But that’s not what I want to talk about.
I have always hated to make potato salad. I don’t like to peel raw potatoes, and don’t tell me to just cook my potatoes whole and the skin will slip right off afterward, because I don’t like to handle hot potatoes either. I just hate to make potato salad.
However, I make potato salad pretty often, because my mom calls me up and says, “Do you guys want to come over for Memorial Day/July 4th/Labor Day/Just Because and have a cookout and will you bring that good potato salad?” And because I love her and I know there is a chance she’ll make homemade ice cream and because we don’t own an ice cream maker and I love homemade ice cream and most of all because I possess the world’s easiest and yet very yummy potato salad recipe, I always say, “Yes, ma’am.”

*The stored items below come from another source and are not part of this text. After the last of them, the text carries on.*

/// The outcome of [`enqueue`](Citizen::enqueue) and
/// [`immigrate`](Citizen::immigrate).
#[derive(Clone, Debug, Eq, PartialEq)]
pub struct Enqueued {
    /// Whether the submission was admitted.
    pub enqueued: bool,

    /// The believed leader, when there is one to name. `None` while
    /// consensus is collapsed or the republic is unknown.
    pub leader: Option<CitizenId>,

    /// The promise assigned to an admitted entry.
    pub promise: Option<Promise>,
}

impl Enqueued {
    fn refused(leader: Option<CitizenId>) -> Self {
        Enqueued {
            enqueued: false,
            leader,
            promise: None,
        }
    }
}

/// What a citizen knows about one of the peers it synchronizes.
#[derive(Clone, Debug)]
struct Peer {
    committed: Promise,
    naturalized: bool,
    when: Option<u64>,
    reachable: bool,
    minimum: Option<Minimum>,
}

impl Default for Peer {
    fn default() -> Self {
        Peer {
            committed: Promise::default(),
            naturalized: false,
            when: None,
            reachable: true,
            minimum: None,
        }
    }
}

enum Writing {
    Writer(Writer),
    Proposer(Proposer),
}

enum Recording {
    Recorder(Recorder),
    Acceptor(Acceptor),
}

/// A participant in the cluster.
pub struct Citizen<L, Random> {
    id: CitizenId,
    cookie: Cookie,
    republic: Republic,
    config: Config,
    government: Government,
    log: L,
    scheduler: Scheduler,
    writing: Writing,
    recording: Recording,
    shaper: Shaper,
    peers: BTreeMap<CitizenId, Peer>,
    unreachable: BTreeMap<CitizenId, u64>,
    naturalized_evidence: BTreeSet<CitizenId>,
    propagated: Promise,
    outbox: Vec<Envelope>,
    random: Random,
}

Here it is. Truly, I don’t mind making this potato salad because I am required neither to peel potatoes nor handle hot ones. I never really measure either. For the alliums (onion family ingredients), adjust amounts and substitute at will. Make the dressing ahead of time, if you please.
Warm Mustard Potato Salad
~adapted from the grand prize winning recipe submitted for the June/July, 1999 issue of Taste of Home magazine by an undoubtedly nice woman like me named Tiffany Mitchell in Susanville, CA
1 c. mayonnaise (light is fine), or mix in some sour cream to make 1 c. total
1/4 c. Dijon mustard
1/2 c. chopped onion (red, sweet, white, yeller — you pick)
2 scallions, sliced
2 garlic cloves, minced
3 T. chopped dill
1/2 t. salt
1/2 t. pepper
squirt of lemon juice
2 lbs. red potatoes
1. Mix the dressing, which is made of all the ingredients except the potatoes. This can be made a day or two ahead, if desired, in order to make your harried life even easier. Cover and chill.
2. Scrub the potatoes and cut them into bite-size chunks. Put them into a large saucepan and just cover with cold water. Add 1 T. salt. Bring to a boil; lower heat to boil gently for about 15 minutes, or until tender when a sharp knife is slipped into one of the largest pieces.
3. Drain the potatoes thoroughly; turn into a large bowl. Fold in the dressing. Serve warm. Leftovers are fine served cold.
Now get up and go cook something good. And don’t forget to wash the dishes. By hand. Because appliance manufacturers have apparently forgotten that appliances are classified as “durable goods” in this country. Not that I’m bitter or anything.